Chapter 13 One-Way Analysis of Variance (ANOVA), Between-Subjects

13.1 What does ANOVA do?

ANOVA works like a t-test, but it lets you look for differences in more than 2 groups. With ANOVA, you can see if 3 groups are significantly different from each other (or 4, or 5, etc…).

ANOVA is a comparison of two kinds of variability across multiple groups.

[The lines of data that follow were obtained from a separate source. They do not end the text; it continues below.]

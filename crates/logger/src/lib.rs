//! Shared tracing setup for the upbot processes.

use std::env::var;

use tracing::{info, level_filters::LevelFilter, warn};
use tracing_subscriber::{Layer, filter::EnvFilter, layer::SubscriberExt, util::SubscriberInitExt};

/// Output format selected through `RUST_LOG_FORMAT`.
#[derive(Debug, Clone, Copy, PartialEq, Eq)]
pub enum LogFormat {
    Compact,
    Json,
}

impl LogFormat {
    fn from_env() -> Self {
        match var("RUST_LOG_FORMAT") {
            Ok(value) => Self::parse(&value),
            Err(_) => Self::Compact,
        }
    }

    /// Anything other than `json` falls back to the compact format.
    pub fn parse(value: &str) -> Self {
        match value.trim().to_ascii_lowercase().as_str() {
            "json" => Self::Json,
            "" | "compact" | "text" => Self::Compact,
            other => {
                warn!("Unknown RUST_LOG_FORMAT {other:?}, using compact output");
                Self::Compact
            }
        }
    }
}

/// Initialize tracing for a named process at `info` level.
///
/// `RUST_LOG` overrides the level per target, `RUST_LOG_FORMAT=json` switches
/// to structured output.
pub fn init_tracing(process: &str) {
    initialize_tracing(process, LevelFilter::INFO, LogFormat::from_env());
}

fn initialize_tracing(process: &str, level: LevelFilter, format: LogFormat) {
    let env_filter = EnvFilter::builder().with_default_directive(level.into()).from_env_lossy();

    let log_layer = match format {
        LogFormat::Json => tracing_subscriber::fmt::layer()
            .json()
            .with_current_span(false)
            .with_filter(env_filter)
            .boxed(),
        LogFormat::Compact => {
            tracing_subscriber::fmt::layer().compact().with_target(true).with_filter(env_filter).boxed()
        }
    };

    // A second init (tests, embedded use) keeps the first subscriber.
    if tracing_subscriber::registry().with(log_layer).try_init().is_ok() {
        info!(process, ?format, "tracing initialized");
    }
}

  • Between-group variability: If scores in some groups are higher or lower than other groups, then there is between-group variability. If a drug were to be effective, you would expect scores in the treatment group to be different than scores in the control group. This is the “good” kind of variability, the variability due to the treatment effect. With more between-group variability, we are more certain that the groups are different, and we are more likely to reject the null hypothesis. Between-group variability also includes variability (differences) due to random chance.
  • Within-group variability: If scores within one group are different from each other, then there is within-group variability. This is the “bad” kind of variability, because we cannot provide a reason for why scores are different within one single group. In a drug trial, we wouldn’t expect participants in the treatment group to be different from one another. Differences here should be due to random chance.

ANOVA compares between-group variability to within-group variability in a ratio:

\({F}=\frac{\text{between–group variability (includes treatment effects and random chance)}}{\text{within–group variability (includes random chance)}}\)

If enough of the differences are due to the groups—between-group (and not something else we cannot explain—within-group), then we will reject the null hypothesis and conclude the groups are different.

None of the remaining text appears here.